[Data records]
*** Block opens ***

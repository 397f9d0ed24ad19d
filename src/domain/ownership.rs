use uuid::Uuid;

use crate::entities::album::Album;
use crate::errors::AppError;

/// Decides whether a resolved identity may act on an album. Pure, no store
/// access: the album must already be loaded.
pub fn ensure_album_owner(album: &Album, user_id: &Uuid) -> Result<(), AppError> {
    if owns_album(album, user_id) {
        Ok(())
    } else {
        Err(AppError::ForbiddenAccess(
            "You can only modify your own album".to_string(),
        ))
    }
}

/// Image mutation authorizes through the image's parent album. A missing
/// parent reads as a denial, not an internal fault.
pub fn ensure_image_owner(parent_album: Option<&Album>, user_id: &Uuid) -> Result<(), AppError> {
    match parent_album {
        Some(album) if owns_album(album, user_id) => Ok(()),
        _ => Err(AppError::ForbiddenAccess(
            "You do not own this image".to_string(),
        )),
    }
}

pub fn owns_album(album: &Album, user_id: &Uuid) -> bool {
    album.user_id == *user_id
}
use actix_web::web;

use crate::handlers::images;

pub fn config_routes(cfg: &mut web::ServiceConfig) {
    cfg.service(
        web::scope("/images")
            .service(images::upload_image)
            .service(images::user_images)
            .service(images::rename_image)
    );
}
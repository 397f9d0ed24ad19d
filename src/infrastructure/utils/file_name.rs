use std::path::Path;

use once_cell::sync::Lazy;
use regex::Regex;

static WHITESPACE: Lazy<Regex> = Lazy::new(|| Regex::new(r"\s+").unwrap());

/// Reduces an uploaded file's original name to a safe single path
/// component with whitespace collapsed to underscores.
pub fn sanitize_file_name(name: &str) -> String {
    let base = Path::new(name)
        .file_name()
        .and_then(|s| s.to_str())
        .unwrap_or("upload");

    WHITESPACE.replace_all(base, "_").into_owned()
}

/// Lower-cased extension of a file name, if any.
pub fn file_extension(name: &str) -> Option<String> {
    Path::new(name)
        .extension()
        .and_then(|e| e.to_str())
        .map(|s| s.to_lowercase())
}

#[cfg(test)]
mod tests {
    use super::*;

    #[test]
    fn collapses_whitespace() {
        assert_eq!(sanitize_file_name("my holiday photo.png"), "my_holiday_photo.png");
        assert_eq!(sanitize_file_name("a \t b.jpg"), "a_b.jpg");
    }

    #[test]
    fn strips_directory_components() {
        assert_eq!(sanitize_file_name("../../etc/passwd.png"), "passwd.png");
        assert_eq!(sanitize_file_name("/tmp/x.jpeg"), "x.jpeg");
    }

    #[test]
    fn extension_is_lowercased() {
        assert_eq!(file_extension("photo.PNG").as_deref(), Some("png"));
        assert_eq!(file_extension("noext"), None);
    }
}
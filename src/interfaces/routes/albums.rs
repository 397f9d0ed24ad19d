use actix_web::web;

use crate::handlers::albums;

pub fn config_routes(cfg: &mut web::ServiceConfig) {
    cfg.service(
        web::scope("/albums")
            .service(
                web::resource("")
                    .route(web::post().to(albums::create_album))
                    .route(web::get().to(albums::my_albums))
            )
            .service(
                web::resource("/{id}/images")
                    .route(web::get().to(albums::album_images))
            )
            .service(
                web::resource("/{id}")
                    .route(web::put().to(albums::update_album))
            )
    );
}
use async_trait::async_trait;
use uuid::Uuid;

use crate::{
    entities::album::{Album, AlbumInsert},
    entities::image::Image,
    errors::AppError,
    repositories::sqlx_repo::SqlxAlbumRepo,
};

const ALBUM_COLUMNS: &str = "id, title, description, user_id, created_at, updated_at";
const IMAGE_COLUMNS: &str = "id, file_name, file_path, album_id, created_at, updated_at";

#[async_trait]
pub trait AlbumRepository: Send + Sync {
    async fn create_album(&self, album: &AlbumInsert) -> Result<Uuid, AppError>;
    async fn get_album_by_id(&self, id: &Uuid) -> Result<Option<Album>, AppError>;
    /// Partial update: a `None` field keeps the stored value.
    async fn update_album(
        &self,
        id: &Uuid,
        title: Option<String>,
        description: Option<String>,
    ) -> Result<Option<Album>, AppError>;
    async fn albums_for_user(&self, user_id: &Uuid) -> Result<Vec<Album>, AppError>;
    async fn album_ids_for_user(&self, user_id: &Uuid) -> Result<Vec<Uuid>, AppError>;
    /// Identifiers of an album's images in insertion order.
    async fn image_ids(&self, album_id: &Uuid) -> Result<Vec<Uuid>, AppError>;
    /// An album's image collection expanded to full records, insertion order.
    async fn images_for_album(&self, album_id: &Uuid) -> Result<Vec<Image>, AppError>;
}

impl SqlxAlbumRepo {
    pub fn new(pool: sqlx::PgPool) -> Self {
        SqlxAlbumRepo { pool }
    }
}

#[async_trait]
impl AlbumRepository for SqlxAlbumRepo {
    async fn create_album(&self, album: &AlbumInsert) -> Result<Uuid, AppError> {
        sqlx::query_scalar::<_, Uuid>(
            r#"INSERT INTO albums (title, description, user_id, created_at, updated_at)
            VALUES ($1, $2, $3, $4, $5) RETURNING id"#,
        )
        .bind(&album.title)
        .bind(&album.description)
        .bind(album.user_id)
        .bind(album.created_at)
        .bind(album.updated_at)
        .fetch_one(&self.pool)
        .await
        .map_err(AppError::from)
    }

    async fn get_album_by_id(&self, id: &Uuid) -> Result<Option<Album>, AppError> {
        sqlx::query_as::<_, Album>(&format!(
            "SELECT {ALBUM_COLUMNS} FROM albums WHERE id = $1"
        ))
        .bind(id)
        .fetch_optional(&self.pool)
        .await
        .map_err(AppError::from)
    }

    async fn update_album(
        &self,
        id: &Uuid,
        title: Option<String>,
        description: Option<String>,
    ) -> Result<Option<Album>, AppError> {
        sqlx::query_as::<_, Album>(&format!(
            r#"UPDATE albums
            SET title = COALESCE($2, title),
                description = COALESCE($3, description),
                updated_at = NOW()
            WHERE id = $1
            RETURNING {ALBUM_COLUMNS}"#,
        ))
        .bind(id)
        .bind(title)
        .bind(description)
        .fetch_optional(&self.pool)
        .await
        .map_err(AppError::from)
    }

    async fn albums_for_user(&self, user_id: &Uuid) -> Result<Vec<Album>, AppError> {
        sqlx::query_as::<_, Album>(&format!(
            "SELECT {ALBUM_COLUMNS} FROM albums WHERE user_id = $1 ORDER BY created_at DESC"
        ))
        .bind(user_id)
        .fetch_all(&self.pool)
        .await
        .map_err(AppError::from)
    }

    async fn album_ids_for_user(&self, user_id: &Uuid) -> Result<Vec<Uuid>, AppError> {
        sqlx::query_scalar::<_, Uuid>(
            "SELECT id FROM albums WHERE user_id = $1 ORDER BY created_at DESC",
        )
        .bind(user_id)
        .fetch_all(&self.pool)
        .await
        .map_err(AppError::from)
    }

    async fn image_ids(&self, album_id: &Uuid) -> Result<Vec<Uuid>, AppError> {
        sqlx::query_scalar::<_, Uuid>(
            "SELECT id FROM images WHERE album_id = $1 ORDER BY created_at ASC",
        )
        .bind(album_id)
        .fetch_all(&self.pool)
        .await
        .map_err(AppError::from)
    }

    async fn images_for_album(&self, album_id: &Uuid) -> Result<Vec<Image>, AppError> {
        sqlx::query_as::<_, Image>(&format!(
            "SELECT {IMAGE_COLUMNS} FROM images WHERE album_id = $1 ORDER BY created_at ASC"
        ))
        .bind(album_id)
        .fetch_all(&self.pool)
        .await
        .map_err(AppError::from)
    }
}
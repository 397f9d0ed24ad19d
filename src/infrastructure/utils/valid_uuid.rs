use uuid::Uuid;

use crate::errors::AppError;

/// Validates if a string is a valid UUID format
pub fn valid_uuid(id: &str) -> Result<Uuid, AppError> {
    Uuid::parse_str(id).map_err(|_| AppError::InvalidInput("Invalid UUID format".to_string()))
}
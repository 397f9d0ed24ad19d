use actix_web::web;

use crate::handlers::home::home;
use crate::handlers::users as user_handlers;

mod albums;
mod images;
mod json_error;
mod users;

pub fn configure_routes(cfg: &mut web::ServiceConfig) {
    cfg.service(home);

    cfg.service(
        web::scope("/api")
            .configure(users::config_routes)
            .configure(albums::config_routes)
            .configure(images::config_routes)
            .service(
                web::resource("/logout")
                    .route(web::post().to(user_handlers::logout))
            )
    );

    cfg.configure(json_error::config_routes);
}
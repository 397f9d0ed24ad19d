use actix_web::web;

use crate::handlers::users;

pub fn config_routes(cfg: &mut web::ServiceConfig) {
    cfg.service(
        web::scope("/user")
            .service(
                web::resource("/all-users")
                    .route(web::get().to(users::all_users))
            )
            .service(
                web::resource("")
                    .route(web::post().to(users::create_user))
                    .route(web::get().to(users::current_user))
                    .route(web::put().to(users::update_user))
            )
    );
}
use std::path::Path;

use chrono::Utc;
use uuid::Uuid;
use validator::Validate;

use crate::entities::image::{ImageInsert, ImageResponse, RenameImageRequest, UpdatedImage};
use crate::errors::AppError;
use crate::ownership::{ensure_image_owner, owns_album};
use crate::repositories::album::AlbumRepository;
use crate::repositories::image::ImageRepository;
use crate::storage::local::{validate_image_file, ImageStore};
use crate::utils::valid_uuid::valid_uuid;

pub struct ImageHandler<I, A, S>
where
    I: ImageRepository,
    A: AlbumRepository,
    S: ImageStore,
{
    pub image_repo: I,
    pub album_repo: A,
    pub store: S,
}

impl<I, A, S> ImageHandler<I, A, S>
where
    I: ImageRepository,
    A: AlbumRepository,
    S: ImageStore,
{
    pub fn new(image_repo: I, album_repo: A, store: S) -> Self {
        ImageHandler {
            image_repo,
            album_repo,
            store,
        }
    }

    /// Validates and stores the uploaded file, then records it against the
    /// caller's album. The file is saved before the row is written; a row
    /// failure leaves the stored file behind.
    pub async fn upload_image(
        &self,
        user_id: &Uuid,
        album_id: &str,
        original_name: Option<&str>,
        temp_path: &Path,
    ) -> Result<ImageResponse, AppError> {
        let album_id = valid_uuid(album_id)?;

        // A foreign album reports the same as a missing one here.
        let album = match self.album_repo.get_album_by_id(&album_id).await? {
            Some(album) if owns_album(&album, user_id) => album,
            _ => {
                return Err(AppError::NotFound(
                    "Album not found or does not belong to the user".into(),
                ));
            }
        };

        let Some(original) = original_name else {
            return Err(AppError::InvalidInput("An image file is required".into()));
        };
        validate_image_file(Some(original), temp_path).await?;

        let stored = self.store.save(temp_path, original).await?;

        let insert = ImageInsert {
            file_name: Some(stored.file_name.clone()),
            file_path: stored.public_path,
            album_id: album.id,
            created_at: Utc::now(),
            updated_at: Utc::now(),
        };
        let id = self.image_repo.create_image(&insert).await?;
        let image = self
            .image_repo
            .get_image_by_id(&id)
            .await?
            .ok_or_else(|| AppError::InternalError("Uploaded image could not be reloaded".into()))?;

        tracing::info!(image_id = %image.id, album_id = %album.id, "Image uploaded");

        Ok(ImageResponse::from(image))
    }

    /// All images across the caller's albums, newest first. A caller with
    /// no albums gets an empty list, not an error.
    pub async fn user_images(&self, user_id: &Uuid) -> Result<Vec<ImageResponse>, AppError> {
        let album_ids = self.album_repo.album_ids_for_user(user_id).await?;
        if album_ids.is_empty() {
            return Ok(Vec::new());
        }

        let images = self.image_repo.images_in_albums(&album_ids).await?;
        Ok(images.into_iter().map(ImageResponse::from).collect())
    }

    /// Renames an image's display name; ownership goes through the parent
    /// album.
    pub async fn rename_image(
        &self,
        user_id: &Uuid,
        image_id: &str,
        request: RenameImageRequest,
    ) -> Result<UpdatedImage, AppError> {
        let image_id = valid_uuid(image_id)?;
        request.validate()?;

        let image = self
            .image_repo
            .get_image_by_id(&image_id)
            .await?
            .ok_or_else(|| AppError::NotFound("Image not found".into()))?;

        let album = self.album_repo.get_album_by_id(&image.album_id).await?;
        ensure_image_owner(album.as_ref(), user_id)?;

        let updated = self
            .image_repo
            .update_image_name(&image_id, &request.name)
            .await?
            .ok_or_else(|| AppError::NotFound("Image not found".into()))?;

        Ok(UpdatedImage::from(updated))
    }
}

#[cfg(test)]
mod tests {
    use super::*;
    use crate::entities::album::{Album, AlbumInsert};
    use crate::entities::image::Image;
    use crate::storage::local::StoredImage;
    use mockall::mock;
    use mockall::predicate::*;
    use std::path::PathBuf;

    mock! {
        pub ImageRepo {}

        #[async_trait::async_trait]
        impl ImageRepository for ImageRepo {
            async fn create_image(&self, image: &ImageInsert) -> Result<Uuid, AppError>;
            async fn get_image_by_id(&self, id: &Uuid) -> Result<Option<Image>, AppError>;
            async fn update_image_name(&self, id: &Uuid, name: &str) -> Result<Option<Image>, AppError>;
            async fn images_in_albums(&self, album_ids: &[Uuid]) -> Result<Vec<Image>, AppError>;
        }
    }

    mock! {
        pub AlbumRepo {}

        #[async_trait::async_trait]
        impl AlbumRepository for AlbumRepo {
            async fn create_album(&self, album: &AlbumInsert) -> Result<Uuid, AppError>;
            async fn get_album_by_id(&self, id: &Uuid) -> Result<Option<Album>, AppError>;
            async fn update_album(&self, id: &Uuid, title: Option<String>, description: Option<String>) -> Result<Option<Album>, AppError>;
            async fn albums_for_user(&self, user_id: &Uuid) -> Result<Vec<Album>, AppError>;
            async fn album_ids_for_user(&self, user_id: &Uuid) -> Result<Vec<Uuid>, AppError>;
            async fn image_ids(&self, album_id: &Uuid) -> Result<Vec<Uuid>, AppError>;
            async fn images_for_album(&self, album_id: &Uuid) -> Result<Vec<Image>, AppError>;
        }
    }

    mock! {
        pub Store {}

        #[async_trait::async_trait]
        impl ImageStore for Store {
            async fn save(&self, src: &Path, original_name: &str) -> Result<StoredImage, AppError>;
        }
    }

    fn album_owned_by(user_id: Uuid) -> Album {
        Album {
            id: Uuid::new_v4(),
            title: "Trip".into(),
            description: None,
            user_id,
            created_at: Utc::now(),
            updated_at: Utc::now(),
        }
    }

    fn image_in_album(album_id: Uuid) -> Image {
        Image {
            id: Uuid::new_v4(),
            file_name: Some("old.png".into()),
            file_path: "/uploads/old.png".into(),
            album_id,
            created_at: Utc::now(),
            updated_at: Utc::now(),
        }
    }

    #[tokio::test]
    async fn upload_into_a_foreign_album_reports_not_found() {
        let image_repo = MockImageRepo::new();
        let mut album_repo = MockAlbumRepo::new();
        let mut store = MockStore::new();
        let album = album_owned_by(Uuid::new_v4());
        let album_id = album.id;

        album_repo
            .expect_get_album_by_id()
            .returning(move |_| Ok(Some(album.clone())));
        store.expect_save().never();

        let handler = ImageHandler::new(image_repo, album_repo, store);
        let result = handler
            .upload_image(
                &Uuid::new_v4(),
                &album_id.to_string(),
                Some("pic.png"),
                &PathBuf::from("/tmp/nonexistent"),
            )
            .await;

        assert!(matches!(result, Err(AppError::NotFound(_))));
    }

    #[tokio::test]
    async fn upload_rejects_a_disallowed_extension_before_storing() {
        let mut image_repo = MockImageRepo::new();
        let mut album_repo = MockAlbumRepo::new();
        let mut store = MockStore::new();
        let owner = Uuid::new_v4();
        let album = album_owned_by(owner);
        let album_id = album.id;

        album_repo
            .expect_get_album_by_id()
            .returning(move |_| Ok(Some(album.clone())));
        store.expect_save().never();
        image_repo.expect_create_image().never();

        let handler = ImageHandler::new(image_repo, album_repo, store);
        let result = handler
            .upload_image(
                &owner,
                &album_id.to_string(),
                Some("anim.gif"),
                &PathBuf::from("/tmp/nonexistent"),
            )
            .await;

        assert!(matches!(result, Err(AppError::InvalidInput(_))));
    }

    #[tokio::test]
    async fn user_images_is_empty_when_the_caller_owns_no_albums() {
        let mut image_repo = MockImageRepo::new();
        let mut album_repo = MockAlbumRepo::new();
        let store = MockStore::new();

        album_repo
            .expect_album_ids_for_user()
            .returning(|_| Ok(vec![]));
        image_repo.expect_images_in_albums().never();

        let handler = ImageHandler::new(image_repo, album_repo, store);
        let images = handler.user_images(&Uuid::new_v4()).await.unwrap();
        assert!(images.is_empty());
    }

    #[tokio::test]
    async fn rename_by_a_non_owner_is_forbidden_and_changes_nothing() {
        let mut image_repo = MockImageRepo::new();
        let mut album_repo = MockAlbumRepo::new();
        let store = MockStore::new();
        let album = album_owned_by(Uuid::new_v4());
        let image = image_in_album(album.id);
        let image_id = image.id;

        image_repo
            .expect_get_image_by_id()
            .returning(move |_| Ok(Some(image.clone())));
        album_repo
            .expect_get_album_by_id()
            .returning(move |_| Ok(Some(album.clone())));
        image_repo.expect_update_image_name().never();

        let handler = ImageHandler::new(image_repo, album_repo, store);
        let result = handler
            .rename_image(
                &Uuid::new_v4(),
                &image_id.to_string(),
                RenameImageRequest {
                    name: "mine now".into(),
                },
            )
            .await;

        assert!(matches!(result, Err(AppError::ForbiddenAccess(_))));
    }

    #[tokio::test]
    async fn rename_by_the_owner_updates_only_the_name() {
        let mut image_repo = MockImageRepo::new();
        let mut album_repo = MockAlbumRepo::new();
        let store = MockStore::new();
        let owner = Uuid::new_v4();
        let album = album_owned_by(owner);
        let image = image_in_album(album.id);
        let image_id = image.id;
        let renamed = Image {
            file_name: Some("sunset.png".into()),
            ..image.clone()
        };

        image_repo
            .expect_get_image_by_id()
            .returning(move |_| Ok(Some(image.clone())));
        album_repo
            .expect_get_album_by_id()
            .returning(move |_| Ok(Some(album.clone())));
        image_repo
            .expect_update_image_name()
            .with(eq(image_id), eq("sunset.png"))
            .returning(move |_, _| Ok(Some(renamed.clone())));

        let handler = ImageHandler::new(image_repo, album_repo, store);
        let updated = handler
            .rename_image(
                &owner,
                &image_id.to_string(),
                RenameImageRequest {
                    name: "sunset.png".into(),
                },
            )
            .await
            .unwrap();

        assert_eq!(updated.name, "sunset.png");
        assert_eq!(updated.file_path, "/uploads/old.png");
    }

    #[tokio::test]
    async fn rename_of_a_missing_image_reports_not_found() {
        let mut image_repo = MockImageRepo::new();
        let album_repo = MockAlbumRepo::new();
        let store = MockStore::new();

        image_repo.expect_get_image_by_id().returning(|_| Ok(None));

        let handler = ImageHandler::new(image_repo, album_repo, store);
        let result = handler
            .rename_image(
                &Uuid::new_v4(),
                &Uuid::new_v4().to_string(),
                RenameImageRequest { name: "x".into() },
            )
            .await;

        assert!(matches!(result, Err(AppError::NotFound(_))));
    }
}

*** Block closes ***

Only one stretch of the entries above is wanted: the lines from the one containing "let base = Path::new(name)" through the one containing "name, if any.". Please reproduce it exactly.

    let base = Path::new(name)
        .file_name()
        .and_then(|s| s.to_str())
        .unwrap_or("upload");

    WHITESPACE.replace_all(base, "_").into_owned()
}

/// Lower-cased extension of a file name, if any.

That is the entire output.